Grünes Licht

BfS genehmigt vier Zwischenlager an Atomkraftwerken

Die Betreiber der vier Atomkraftwerke Biblis, Neckarwestheim, Isar und Unterweser haben vom Bundesamt für Strahlenschutz die Genehmigung ür die Aufbewahrung abgebrannter Brennelemente in Zwischenlagern erhalten. Damit sind von insgesamt zwölf gestellten Anträgen nun sieben genehmigt, so dass ein Ende der Castor-Transporte abzusehen ist.

Strompreise© Gina Sanders / Fotolia.com

Das Bundesamt für Strahlenschutz (BfS) hat heute den Betreibern der Atomkraftwerke Biblis (RWE Power AG / RWE Rheinbraun AG), Neckarwestheim (Gemeinschaftskernkraftwerk Neckar GmbH), Isar/Ohu (E.ON Kernkraft GmbH/E.ON Bayern AG) und Esenshamm / Unterweser (E.ON Kernkraft GmbH) Genehmigungen für die Aufbewahrung abgebrannter Brennelemente in Zwischenlagern am jeweiligen Kraftwerks-Standort erteilt.

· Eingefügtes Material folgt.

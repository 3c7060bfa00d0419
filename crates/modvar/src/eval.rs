//! evaluation nodes
//!
//! Each node is one step of evaluating a module's variables. A graph walker decides
//! when and in which order nodes run; [evaluate_tree] is a plain sequential walker
//! for whole trees.
use crate::check::{self, TypeMismatch};
use crate::classify::Classify;
use crate::context::EvalContext;
use crate::module_tree::{module_path_key, ModuleTree, PathNotFound, ResourceConfig};
use crate::normalize::{self, ValueShapeError};
use crate::patch::{self, PathError};
use crate::value::VariableValues;
use indexmap::IndexMap;

pub trait EvalNode {
    fn eval(&mut self, ctx: &EvalContext) -> Result<(), EvalError>;
}

#[derive(thiserror::Error, Debug, Clone, PartialEq)]
pub enum EvalError {
    #[error(transparent)]
    TypeMismatch(#[from] TypeMismatch),
    #[error(transparent)]
    ValueShape(#[from] ValueShapeError),
    #[error(transparent)]
    Path(#[from] PathError),
    #[error(transparent)]
    ModuleNotFound(#[from] PathNotFound),
}

/// Check proposed values against the variables declared by the module at `module_path`
#[derive(derive_new::new, Debug)]
pub struct TypeCheckVariables<'a, V> {
    variables: &'a IndexMap<String, V>,
    module_path: &'a [String],
    module_tree: &'a ModuleTree,
}

impl<V: Classify> EvalNode for TypeCheckVariables<'_, V> {
    #[tracing::instrument(
        level = "debug",
        skip_all,
        fields(module = %module_path_key(self.module_path))
    )]
    fn eval(&mut self, _ctx: &EvalContext) -> Result<(), EvalError> {
        let target = self.module_tree.descendant(self.module_path)?;
        check::check_types(target.config(), self.module_path, self.variables)?;
        Ok(())
    }
}

/// Turn a configuration block into variable values, marking computed keys as pending
#[derive(derive_new::new, Debug)]
pub struct VariableBlock<'a> {
    config: &'a ResourceConfig,
    values: &'a mut VariableValues,
}

impl EvalNode for VariableBlock<'_> {
    #[tracing::instrument(level = "debug", skip_all)]
    fn eval(&mut self, _ctx: &EvalContext) -> Result<(), EvalError> {
        normalize::normalize(&self.config.raw, self.values)?;

        for path in &self.config.computed_keys {
            tracing::debug!(%path, "setting pending value for computed key");
            patch::set_pending_at_path(self.values, path)?;
        }

        Ok(())
    }
}

/// Publish the final variable values of a module
#[derive(derive_new::new, Debug)]
pub struct SetVariables {
    module: String,
    variables: VariableValues,
}

impl EvalNode for SetVariables {
    fn eval(&mut self, ctx: &EvalContext) -> Result<(), EvalError> {
        ctx.set_variables(self.module.clone(), std::mem::take(&mut self.variables));
        Ok(())
    }
}

/// Evaluate the variables of every module in `tree`, parents before children
///
/// The root module receives `root_inputs`. Every other module receives the inputs
/// of the module block that calls it.
pub fn evaluate_tree(
    tree: &ModuleTree,
    root_inputs: &IndexMap<String, hcl::Value>,
    ctx: &EvalContext,
) -> Result<(), EvalError> {
    let root_path = tree.path().to_vec();

    TypeCheckVariables::new(root_inputs, &root_path, tree).eval(ctx)?;

    let mut values = VariableValues::new();
    let root_config = ResourceConfig::new(root_inputs.clone());
    VariableBlock::new(&root_config, &mut values).eval(ctx)?;
    SetVariables::new(module_path_key(&root_path), values).eval(ctx)?;

    evaluate_children(tree, tree, ctx)
}

fn evaluate_children(
    root: &ModuleTree,
    parent: &ModuleTree,
    ctx: &EvalContext,
) -> Result<(), EvalError> {
    for (name, child) in parent.children() {
        let inputs = parent
            .config()
            .module_call(name)
            .map(|call| call.config.clone())
            .unwrap_or_default();

        let mut values = VariableValues::new();
        VariableBlock::new(&inputs, &mut values).eval(ctx)?;
        TypeCheckVariables::new(&values, child.path(), root).eval(ctx)?;
        SetVariables::new(module_path_key(child.path()), values).eval(ctx)?;

        evaluate_children(root, child, ctx)?;
    }

    Ok(())
}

Das BfS sieht mit diesen Bescheiden einen wichtigen Meilenstein erreicht: Nachdem von insgesamt zwölf gestellten Anträgen nun sieben genehmigt sind, seien das Ende der Castor-Transporte in die Wiederaufarbeitungsanlagen La Hague und Sellafield sowie von den Kraftwerken in die zentralen Zwischenlager Gorleben und Ahaus absehbar. Die Prüfung der ausstehenden Anträge wird das BfS in den nächsten Monaten abschließen.

Die Aufbewahrung der abgebrannten Brennelemente in Lagerhallen aus Stahlbeton bzw. in Neckarwestheim in Lagertunneln ist auf maximal 40 Jahre befristet. Spätestens dann sollen sie in ein Endlager in tiefen geologischen Schichten verbracht werden. Die Zwischenlagerung soll für alle vier Standorte in insgesamt bis zu 518 Transport- und Lagerbehältern der Bauart Castor V/19 bzw. V/52 erfolgen. Die zunächst beantragte Schwermetallmasse von 6400 Tonnen war im Lauf des Verfahrens um über 17 Prozent reduziert worden.

Die atomrechtlichen Genehmigungen für die Standort-Zwischenlager werden in Kürze an den Standorten und beim BfS in Salzgitter zur Einsicht ausgelegt und auf der Internetseite des BfS veröffentlicht werden. Gegen die Genehmigungen können Einwenderinnen und Einwender innerhalb eines Monats nach Bekanntgabe Klage erheben.